-- LISTED RECORDS follows --
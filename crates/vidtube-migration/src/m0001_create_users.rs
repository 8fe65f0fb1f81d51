use sea_orm_migration::prelude::*;

#[derive(DeriveMigrationName)]
pub struct Migration;

#[async_trait::async_trait]
impl MigrationTrait for Migration {
    async fn up(&self, manager: &SchemaManager) -> Result<(), DbErr> {
        manager
            .create_table(
                Table::create()
                    .table(Users::Table)
                    .if_not_exists()
                    .col(ColumnDef::new(Users::Id).uuid().not_null().primary_key())
                    .col(ColumnDef::new(Users::Username).string().not_null().unique_key())
                    .col(ColumnDef::new(Users::Email).string().not_null().unique_key())
                    .col(ColumnDef::new(Users::FullName).string().not_null())
                    .col(ColumnDef::new(Users::Avatar).string().not_null())
                    .col(ColumnDef::new(Users::CoverImage).string().null())
                    .col(ColumnDef::new(Users::PasswordHash).string().not_null())
                    .col(ColumnDef::new(Users::RefreshToken).text().null())
                    .col(
                        ColumnDef::new(Users::CreatedAt)
                            .timestamp_with_time_zone()
                            .not_null()
                            .default(Expr::current_timestamp()),
                    )
                    .col(
                        ColumnDef::new(Users::UpdatedAt)
                            .timestamp_with_time_zone()
                            .not_null()
                            .default(Expr::current_timestamp()),
                    )
                    .to_owned(),
            )
            .await
    }

    async fn down(&self, manager: &SchemaManager) -> Result<(), DbErr> {
        manager
            .drop_table(Table::drop().table(Users::Table).to_owned())
            .await
    }
}

#[derive(DeriveIden)]
enum Users {
    Table,
    Id,
    Username,
    Email,
    FullName,
    Avatar,
    CoverImage,
    PasswordHash,
    RefreshToken,
    CreatedAt,
    UpdatedAt,
}
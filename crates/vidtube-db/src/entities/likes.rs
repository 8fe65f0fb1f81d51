use sea_orm::entity::prelude::*;

/// Exactly one of `video_id`, `comment_id`, `tweet_id` is set.
#[derive(Clone, Debug, PartialEq, DeriveEntityModel)]
#[sea_orm(table_name = "likes")]
pub struct Model {
    #[sea_orm(primary_key, auto_increment = false)]
    pub id: Uuid,
    pub liked_by: Uuid,
    pub video_id: Option<Uuid>,
    pub comment_id: Option<Uuid>,
    pub tweet_id: Option<Uuid>,
    pub created_at: DateTimeWithTimeZone,
}

#[derive(Copy, Clone, Debug, EnumIter, DeriveRelation)]
pub enum Relation {
    #[sea_orm(
        belongs_to = "super::videos::Entity",
        from = "Column::VideoId",
        to = "super::videos::Column::Id"
    )]
    Video,
}

impl Related<super::videos::Entity> for Entity {
    fn to() -> RelationDef {
        Relation::Video.def()
    }
}

impl ActiveModelBehavior for ActiveModel {}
-- LISTED RECORDS concluded --
INSTRUCTIONS TO FOLLOW:
Starting with the first entry and ending with the last, give all of them again unchanged.

ANSWER TO THE EXERCISE:
filename crates/vidtube-migration/src/m0001_create_users.rs
repository 8fe65f0fb1f81d51
use sea_orm_migration::prelude::*;

#[derive(DeriveMigrationName)]
pub struct Migration;

#[async_trait::async_trait]
impl MigrationTrait for Migration {
    async fn up(&self, manager: &SchemaManager) -> Result<(), DbErr> {
        manager
            .create_table(
                Table::create()
                    .table(Users::Table)
                    .if_not_exists()
                    .col(ColumnDef::new(Users::Id).uuid().not_null().primary_key())
                    .col(ColumnDef::new(Users::Username).string().not_null().unique_key())
                    .col(ColumnDef::new(Users::Email).string().not_null().unique_key())
                    .col(ColumnDef::new(Users::FullName).string().not_null())
                    .col(ColumnDef::new(Users::Avatar).string().not_null())
                    .col(ColumnDef::new(Users::CoverImage).string().null())
                    .col(ColumnDef::new(Users::PasswordHash).string().not_null())
                    .col(ColumnDef::new(Users::RefreshToken).text().null())
                    .col(
                        ColumnDef::new(Users::CreatedAt)
                            .timestamp_with_time_zone()
                            .not_null()
                            .default(Expr::current_timestamp()),
                    )
                    .col(
                        ColumnDef::new(Users::UpdatedAt)
                            .timestamp_with_time_zone()
                            .not_null()
                            .default(Expr::current_timestamp()),
                    )
                    .to_owned(),
            )
            .await
    }

    async fn down(&self, manager: &SchemaManager) -> Result<(), DbErr> {
        manager
            .drop_table(Table::drop().table(Users::Table).to_owned())
            .await
    }
}

#[derive(DeriveIden)]
enum Users {
    Table,
    Id,
    Username,
    Email,
    FullName,
    Avatar,
    CoverImage,
    PasswordHash,
    RefreshToken,
    CreatedAt,
    UpdatedAt,
}
filename crates/vidtube-db/src/entities/likes.rs
repository 8fe65f0fb1f81d51
use sea_orm::entity::prelude::*;

/// Exactly one of `video_id`, `comment_id`, `tweet_id` is set.
#[derive(Clone, Debug, PartialEq, DeriveEntityModel)]
#[sea_orm(table_name = "likes")]
pub struct Model {
    #[sea_orm(primary_key, auto_increment = false)]
    pub id: Uuid,
    pub liked_by: Uuid,
    pub video_id: Option<Uuid>,
    pub comment_id: Option<Uuid>,
    pub tweet_id: Option<Uuid>,
    pub created_at: DateTimeWithTimeZone,
}

#[derive(Copy, Clone, Debug, EnumIter, DeriveRelation)]
pub enum Relation {
    #[sea_orm(
        belongs_to = "super::videos::Entity",
        from = "Column::VideoId",
        to = "super::videos::Column::Id"
    )]
    Video,
}

impl Related<super::videos::Entity> for Entity {
    fn to() -> RelationDef {
        Relation::Video.def()
    }
}

impl ActiveModelBehavior for ActiveModel {}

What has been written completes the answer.